### TASK BRIEF
In full and without error, repeat the entries below.

++++++++++

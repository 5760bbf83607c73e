//! `facturo-layout` — pure page layout for printable documents.
//!
//! A [`LayoutEngine`] walks a fixed A4 page with a cursor, emitting
//! backend-neutral [`DrawOp`]s and breaking pages on overflow, with the
//! active table header repeated on every continuation page. No I/O happens
//! here; the PDF backend replays the finished [`Page`]s.

pub mod engine;
pub mod ops;
pub mod style;
pub mod wrap;

pub use engine::{HeaderCell, LayoutEngine, LayoutError, MAX_PAGES};
pub use ops::{DrawOp, Page};
pub use style::{PageStyle, TextStyle};
pub use wrap::wrap_text;
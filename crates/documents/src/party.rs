//! Issuer and customer profiles.

use serde::{Deserialize, Serialize};

/// One party on a document: the issuing account's profile or the customer.
///
/// The fiscal registration fields (`rc_number`, `nif`, `nis`, `ai`) are the
/// registration identifiers the issuing jurisdiction requires on printed
/// documents; all are optional free text.
#[derive(Debug, Clone, PartialEq, Eq, Serialize, Deserialize)]
pub struct Party {
    pub company_name: String,
    pub contact_name: Option<String>,
    pub email: Option<String>,
    pub phone: Option<String>,
    pub address: Option<String>,
    pub city: Option<String>,
    pub rc_number: Option<String>,
    pub nif: Option<String>,
    pub nis: Option<String>,
    pub ai: Option<String>,
}

impl Party {
    /// Minimal profile with just a company name.
    pub fn named(company_name: impl Into<String>) -> Self {
        Self {
            company_name: company_name.into(),
            contact_name: None,
            email: None,
            phone: None,
            address: None,
            city: None,
            rc_number: None,
            nif: None,
            nis: None,
            ai: None,
        }
    }

    /// The printable block for this party, one entry per line, holes
    /// omitted. The company name always comes first.
    pub fn display_lines(&self) -> Vec<String> {
        let mut lines = vec![self.company_name.clone()];
        if let Some(contact) = &self.contact_name {
            lines.push(contact.clone());
        }
        if let Some(address) = &self.address {
            lines.push(address.clone());
        }
        if let Some(city) = &self.city {
            lines.push(city.clone());
        }
        if let Some(phone) = &self.phone {
            lines.push(format!("Tel: {phone}"));
        }
        if let Some(email) = &self.email {
            lines.push(email.clone());
        }
        if let Some(rc) = &self.rc_number {
            lines.push(format!("RC: {rc}"));
        }
        if let Some(nif) = &self.nif {
            lines.push(format!("NIF: {nif}"));
        }
        if let Some(nis) = &self.nis {
            lines.push(format!("NIS: {nis}"));
        }
        if let Some(ai) = &self.ai {
            lines.push(format!("AI: {ai}"));
        }
        lines
    }
}

#[cfg(test)]
mod tests {
    use super::*;

    #[test]
    fn display_lines_skip_missing_fields() {
        let party = Party::named("Acme SARL");
        assert_eq!(party.display_lines(), vec!["Acme SARL".to_string()]);
    }

    #[test]
    fn display_lines_label_registrations() {
        let party = Party {
            contact_name: Some("A. Benali".to_string()),
            nif: Some("0999 1234".to_string()),
            ..Party::named("Acme SARL")
        };
        assert_eq!(
            party.display_lines(),
            vec![
                "Acme SARL".to_string(),
                "A. Benali".to_string(),
                "NIF: 0999 1234".to_string(),
            ]
        );
    }
}
//! `facturo-money` — monetary computation for issued documents.
//!
//! Per-line figures, aggregate totals, the fiscal stamp rule and currency
//! presentation. All arithmetic runs on `rust_decimal::Decimal` at full
//! precision; rounding happens exactly once, at the presentation boundary.

pub mod calculator;
pub mod format;

pub use calculator::MoneyCalculator;
pub use format::format_amount;
//! Sequence generator: turns counter values into document numbers.

use chrono::{Datelike, NaiveDate, Utc};

use facturo_core::{AccountId, DocumentKind, DomainError};

use crate::number::DocumentNumber;
use crate::store::{SequenceError, SequenceScope, SequenceStore};

/// Produces unique, monotonically increasing document numbers per
/// (account, kind, calendar month).
///
/// The generator itself is stateless; uniqueness is guaranteed by the
/// store's atomic reservation. Two concurrent `generate` calls for the same
/// scope get distinct, contiguous sequence values in some total order.
#[derive(Debug)]
pub struct SequenceGenerator<S> {
    store: S,
}

impl<S: SequenceStore> SequenceGenerator<S> {
    pub fn new(store: S) -> Self {
        Self { store }
    }

    /// Generate the next number for the current calendar month.
    pub fn generate(
        &self,
        account_id: AccountId,
        kind: DocumentKind,
    ) -> Result<DocumentNumber, SequenceError> {
        self.generate_on(account_id, kind, Utc::now().date_naive())
    }

    /// Generate against an explicit date. Tests use this to pin the month
    /// scope; production callers go through [`generate`](Self::generate).
    pub fn generate_on(
        &self,
        account_id: AccountId,
        kind: DocumentKind,
        date: NaiveDate,
    ) -> Result<DocumentNumber, SequenceError> {
        let scope = SequenceScope::for_date(account_id, kind, date);
        let sequence = self.store.next_value(scope)?;

        let number = DocumentNumber::new(kind, date.year(), date.month(), sequence)
            .map_err(|e: DomainError| SequenceError::Store(e.to_string()))?;

        tracing::debug!(%account_id, %number, "reserved document number");
        Ok(number)
    }
}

++++++++++

### OUTPUT FOR THIS TASK
repository 5760bbf83607c73e
//! `facturo-layout` — pure page layout for printable documents.
//!
//! A [`LayoutEngine`] walks a fixed A4 page with a cursor, emitting
//! backend-neutral [`DrawOp`]s and breaking pages on overflow, with the
//! active table header repeated on every continuation page. No I/O happens
//! here; the PDF backend replays the finished [`Page`]s.

pub mod engine;
pub mod ops;
pub mod style;
pub mod wrap;

pub use engine::{HeaderCell, LayoutEngine, LayoutError, MAX_PAGES};
pub use ops::{DrawOp, Page};
pub use style::{PageStyle, TextStyle};
pub use wrap::wrap_text;
filename crates/documents/src/party.rs
//! Issuer and customer profiles.

use serde::{Deserialize, Serialize};

/// One party on a document: the issuing account's profile or the customer.
///
/// The fiscal registration fields (`rc_number`, `nif`, `nis`, `ai`) are the
/// registration identifiers the issuing jurisdiction requires on printed
/// documents; all are optional free text.
#[derive(Debug, Clone, PartialEq, Eq, Serialize, Deserialize)]
pub struct Party {
    pub company_name: String,
    pub contact_name: Option<String>,
    pub email: Option<String>,
    pub phone: Option<String>,
    pub address: Option<String>,
    pub city: Option<String>,
    pub rc_number: Option<String>,
    pub nif: Option<String>,
    pub nis: Option<String>,
    pub ai: Option<String>,
}

impl Party {
    /// Minimal profile with just a company name.
    pub fn named(company_name: impl Into<String>) -> Self {
        Self {
            company_name: company_name.into(),
            contact_name: None,
            email: None,
            phone: None,
            address: None,
            city: None,
            rc_number: None,
            nif: None,
            nis: None,
            ai: None,
        }
    }

    /// The printable block for this party, one entry per line, holes
    /// omitted. The company name always comes first.
    pub fn display_lines(&self) -> Vec<String> {
        let mut lines = vec![self.company_name.clone()];
        if let Some(contact) = &self.contact_name {
            lines.push(contact.clone());
        }
        if let Some(address) = &self.address {
            lines.push(address.clone());
        }
        if let Some(city) = &self.city {
            lines.push(city.clone());
        }
        if let Some(phone) = &self.phone {
            lines.push(format!("Tel: {phone}"));
        }
        if let Some(email) = &self.email {
            lines.push(email.clone());
        }
        if let Some(rc) = &self.rc_number {
            lines.push(format!("RC: {rc}"));
        }
        if let Some(nif) = &self.nif {
            lines.push(format!("NIF: {nif}"));
        }
        if let Some(nis) = &self.nis {
            lines.push(format!("NIS: {nis}"));
        }
        if let Some(ai) = &self.ai {
            lines.push(format!("AI: {ai}"));
        }
        lines
    }
}

#[cfg(test)]
mod tests {
    use super::*;

    #[test]
    fn display_lines_skip_missing_fields() {
        let party = Party::named("Acme SARL");
        assert_eq!(party.display_lines(), vec!["Acme SARL".to_string()]);
    }

    #[test]
    fn display_lines_label_registrations() {
        let party = Party {
            contact_name: Some("A. Benali".to_string()),
            nif: Some("0999 1234".to_string()),
            ..Party::named("Acme SARL")
        };
        assert_eq!(
            party.display_lines(),
            vec![
                "Acme SARL".to_string(),
                "A. Benali".to_string(),
                "NIF: 0999 1234".to_string(),
            ]
        );
    }
}
//! `facturo-money` — monetary computation for issued documents.
//!
//! Per-line figures, aggregate totals, the fiscal stamp rule and currency
//! presentation. All arithmetic runs on `rust_decimal::Decimal` at full
//! precision; rounding happens exactly once, at the presentation boundary.

pub mod calculator;
pub mod format;

pub use calculator::MoneyCalculator;
pub use format::format_amount;
//! Sequence generator: turns counter values into document numbers.

use chrono::{Datelike, NaiveDate, Utc};

use facturo_core::{AccountId, DocumentKind, DomainError};

use crate::number::DocumentNumber;
use crate::store::{SequenceError, SequenceScope, SequenceStore};

/// Produces unique, monotonically increasing document numbers per
/// (account, kind, calendar month).
///
/// The generator itself is stateless; uniqueness is guaranteed by the
/// store's atomic reservation. Two concurrent `generate` calls for the same
/// scope get distinct, contiguous sequence values in some total order.
#[derive(Debug)]
pub struct SequenceGenerator<S> {
    store: S,
}

impl<S: SequenceStore> SequenceGenerator<S> {
    pub fn new(store: S) -> Self {
        Self { store }
    }

    /// Generate the next number for the current calendar month.
    pub fn generate(
        &self,
        account_id: AccountId,
        kind: DocumentKind,
    ) -> Result<DocumentNumber, SequenceError> {
        self.generate_on(account_id, kind, Utc::now().date_naive())
    }

    /// Generate against an explicit date. Tests use this to pin the month
    /// scope; production callers go through [`generate`](Self::generate).
    pub fn generate_on(
        &self,
        account_id: AccountId,
        kind: DocumentKind,
        date: NaiveDate,
    ) -> Result<DocumentNumber, SequenceError> {
        let scope = SequenceScope::for_date(account_id, kind, date);
        let sequence = self.store.next_value(scope)?;

        let number = DocumentNumber::new(kind, date.year(), date.month(), sequence)
            .map_err(|e: DomainError| SequenceError::Store(e.to_string()))?;

        tracing::debug!(%account_id, %number, "reserved document number");
        Ok(number)
    }
}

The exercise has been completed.